Further Inpatient Care
The need of inpatient care for patients with Actinic prurigo is extremely infrequent.
Long-term precautions are important to avoid worsening of the condition. Therefore, patients should be aware of the sunniest months of the year to reduce outbreaks.
Photoprotection is important. Explaining the nature of the disease to patients is mandatory because they must protect themselves from the sun with sunglasses, hats, umbrellas, long sleeves, high neck shirts, and appropriate clothing on a daily basis. Patients must also avoid sun exposure between 9:00 am and 6:00 pm, even during the winter.
Sunscreens are only an adjunctive treatment. They do not represent a reliable control treatment. Physical sunscreens could be better than chemical sunscreens, especially in cases where excoriation is present and a burning sensation can be elicited.
Outdoor shade is not enough to provide photoprotection. Regularly, trees reduce ultraviolet light only by half.
Staying indoors could also be unsafe because window glasses do not filter long wavelengths (UV-A 315-400 nm). This is especially problematic when people who are affected work close to windows.
Common complications are secondary infection and irritant contact dermatitis, mainly due to the use of sunscreens. Impetigo is another typical complication.

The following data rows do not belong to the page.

use chrono::Utc;
use eyre::Result;
use log::info;
use model::{
    day::Day,
    process::{ProcessKind, ProcessRun},
    session::Session,
};

use crate::Ledger;

/// Scheduled clearing of expired subscription freeze windows.
pub struct FreezeProcess {
    ledger: Ledger,
}

impl FreezeProcess {
    pub fn new(ledger: Ledger) -> FreezeProcess {
        FreezeProcess { ledger }
    }

    pub async fn run(&self, session: &mut Session) -> Result<ProcessRun> {
        let today = Day::today().date();
        let unfrozen = self
            .ledger
            .subscriptions
            .auto_unfreeze_expired(session)
            .await?;
        info!("Auto-unfroze {} subscriptions", unfrozen.len());

        let mut run = ProcessRun::start(
            ProcessKind::AutoUnfreeze,
            session.actor(),
            today,
            today,
            Utc::now(),
        );
        run.counters.subscriptions_unfrozen = unfrozen.len() as u32;
        run.finish(Utc::now());
        self.ledger.history.store_run(session, &run).await?;
        Ok(run)
    }
}
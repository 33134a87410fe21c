use std::env;

use bson::oid::ObjectId;
use dotenv::dotenv;
use eyre::Context;
use ledger::{Ledger, LedgerConfig, DEFAULT_SAFE_CANCELLATION_HOURS};
use log::info;

#[tokio::main]
async fn main() -> eyre::Result<()> {
    if let Err(err) = dotenv() {
        info!("Failed to load .env file: {}", err);
    }
    pretty_env_logger::init();
    color_eyre::install()?;

    info!("connecting to mongo");
    let mongo_url = env::var("MONGO_URL").context("Failed to get MONGO_URL from env")?;
    let storage = storage::Storage::new(&mongo_url)
        .await
        .context("Failed to create storage")?;

    let api_key = env::var("CRON_API_KEY").context("Failed to get CRON_API_KEY from env")?;
    let actor = env::var("CRON_ACTOR")
        .context("Failed to get CRON_ACTOR from env")?
        .parse::<ObjectId>()
        .context("CRON_ACTOR must be an ObjectId")?;
    let safe_hours = match env::var("SAFE_CANCELLATION_HOURS") {
        Ok(value) => value
            .parse::<u32>()
            .context("SAFE_CANCELLATION_HOURS must be a number")?,
        Err(_) => DEFAULT_SAFE_CANCELLATION_HOURS,
    };
    let bind_addr = env::var("BIND_ADDR").unwrap_or_else(|_| "0.0.0.0:8080".to_string());

    info!("creating ledger");
    let ledger = Ledger::new(
        storage,
        LedgerConfig {
            safe_cancellation_hours: safe_hours,
        },
    );

    info!("Starting trigger api...");
    let state = api::AppState::new(ledger, api_key, actor);
    api::serve(&bind_addr, state).await?;

    Ok(())
}
use std::ops::Deref;

use chrono::Utc;
use log::{info, warn};
use model::{
    invoice::{InvalidInvoiceTransition, Invoice},
    session::Session,
};
use storage::invoice::InvoiceStore;
use thiserror::Error;

use super::clients::Clients;

/// Invoice ledger: owns status transitions and the auto-pay attempt. Balance
/// and status always move inside the same transaction.
#[derive(Clone)]
pub struct Invoices {
    store: InvoiceStore,
    clients: Clients,
}

impl Invoices {
    pub fn new(store: InvoiceStore, clients: Clients) -> Self {
        Invoices { store, clients }
    }

    pub async fn create(
        &self,
        session: &mut Session,
        invoice: Invoice,
    ) -> Result<Invoice, InvoiceError> {
        if self
            .clients
            .get_client(session, invoice.client_id)
            .await?
            .is_none()
        {
            return Err(InvoiceError::ClientNotFound);
        }
        info!(
            "Creating {:?} invoice for client {}: {} ({:?})",
            invoice.kind, invoice.client_id, invoice.amount, invoice.status
        );
        self.store.insert(session, &invoice).await?;
        Ok(invoice)
    }

    /// Pending -> Unpaid, making the invoice eligible for auto-pay.
    pub async fn finalize_to_unpaid(
        &self,
        session: &mut Session,
        invoice: &mut Invoice,
    ) -> Result<(), InvoiceError> {
        invoice.finalize()?;
        self.store.update_status(session, invoice).await?;
        Ok(())
    }

    /// Settles an unpaid invoice from the client balance. Returns false and
    /// leaves everything untouched when the balance is short or the invoice
    /// is not in the payable state; both are expected, not errors.
    pub async fn attempt_auto_pay(
        &self,
        session: &mut Session,
        invoice: &mut Invoice,
    ) -> Result<bool, InvoiceError> {
        if !invoice.can_auto_pay() {
            warn!(
                "Invoice {} is not payable in status {:?}",
                invoice.id, invoice.status
            );
            return Ok(false);
        }
        if !self
            .clients
            .debit(session, invoice.client_id, invoice.amount)
            .await?
        {
            info!(
                "Client {} cannot cover invoice {} ({}); left unpaid",
                invoice.client_id, invoice.id, invoice.amount
            );
            return Ok(false);
        }
        invoice.mark_paid(Utc::now())?;
        self.store.update_status(session, invoice).await?;
        Ok(true)
    }

    /// Pending/Unpaid -> Cancelled, no balance change.
    pub async fn cancel(
        &self,
        session: &mut Session,
        invoice: &mut Invoice,
    ) -> Result<(), InvoiceError> {
        let actor = session.actor();
        invoice.cancel(actor, Utc::now())?;
        self.store.update_status(session, invoice).await?;
        Ok(())
    }

    /// Paid -> Cancelled with the amount returned to the client balance.
    pub async fn refund_and_cancel(
        &self,
        session: &mut Session,
        invoice: &mut Invoice,
    ) -> Result<(), InvoiceError> {
        let actor = session.actor();
        invoice.cancel_refunded(actor, Utc::now())?;
        if !self
            .clients
            .credit(session, invoice.client_id, invoice.amount)
            .await?
        {
            return Err(InvoiceError::ClientNotFound);
        }
        info!(
            "Refunded invoice {} to client {}: {}",
            invoice.id, invoice.client_id, invoice.amount
        );
        self.store.update_status(session, invoice).await?;
        Ok(())
    }
}

impl Deref for Invoices {
    type Target = InvoiceStore;

    fn deref(&self) -> &Self::Target {
        &self.store
    }
}

#[derive(Debug, Error)]
pub enum InvoiceError {
    #[error("Client not found")]
    ClientNotFound,
    #[error(transparent)]
    InvalidTransition(#[from] InvalidInvoiceTransition),
    #[error("Common error:{0}")]
    Common(#[from] eyre::Error),
}

impl From<mongodb::error::Error> for InvoiceError {
    fn from(err: mongodb::error::Error) -> Self {
        InvoiceError::Common(err.into())
    }
}
use std::sync::Arc;

use bson::{doc, oid::ObjectId, to_bson};
use chrono::{DateTime, Utc};
use eyre::Error;
use model::{payment::Payment, session::Session};
use mongodb::Collection;

use crate::session::Db;

const COLLECTION: &str = "payments";

#[derive(Clone)]
pub struct PaymentStore {
    collection: Arc<Collection<Payment>>,
}

impl PaymentStore {
    pub(crate) fn new(db: &Db) -> Self {
        PaymentStore {
            collection: Arc::new(db.collection(COLLECTION)),
        }
    }

    pub async fn insert(&self, session: &mut Session, payment: &Payment) -> Result<(), Error> {
        self.collection
            .insert_one(payment)
            .session(&mut **session)
            .await?;
        Ok(())
    }

    pub async fn get(
        &self,
        session: &mut Session,
        id: ObjectId,
    ) -> Result<Option<Payment>, Error> {
        Ok(self
            .collection
            .find_one(doc! { "_id": id })
            .session(&mut **session)
            .await?)
    }

    pub async fn set_cancelled(
        &self,
        session: &mut Session,
        id: ObjectId,
        cancelled_by: ObjectId,
        at: DateTime<Utc>,
        reason: Option<&str>,
    ) -> Result<bool, Error> {
        let result = self
            .collection
            .update_one(
                doc! { "_id": id, "cancelled_at": bson::Bson::Null },
                doc! { "$set": {
                    "cancelled_at": to_bson(&at)?,
                    "cancelled_by": cancelled_by,
                    "cancellation_reason": to_bson(&reason)?,
                } },
            )
            .session(&mut **session)
            .await?;
        Ok(result.modified_count == 1)
    }
}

The prognosis is poor, with frequent relapses, especially during spring and summer. Actinic prurigo does not improve with time, contrary to what happens in PLE.
Teaching patients how to apply sunscreen is important. In the early phases of treatment, patients may not apply it properly; they may spread the cream all over their skin without allowing it to fully absorb. Therefore, teach patients to try to reach at least a 2-mg/cm2 dose on the exposed areas. A full UV coverage (290-400 nm) sunscreen is necessary to avoid exacerbations.
The patient should be aware of the UV index. The UV index forecast is usually available on the Internet or through the media in many parts of the world.
Patients should know that actinic prurigo is not a dose-dependent disease, and, similar to all immune-mediated hypersensitivity disorders, a minor amount of the offensive agent may provoke outbreaks.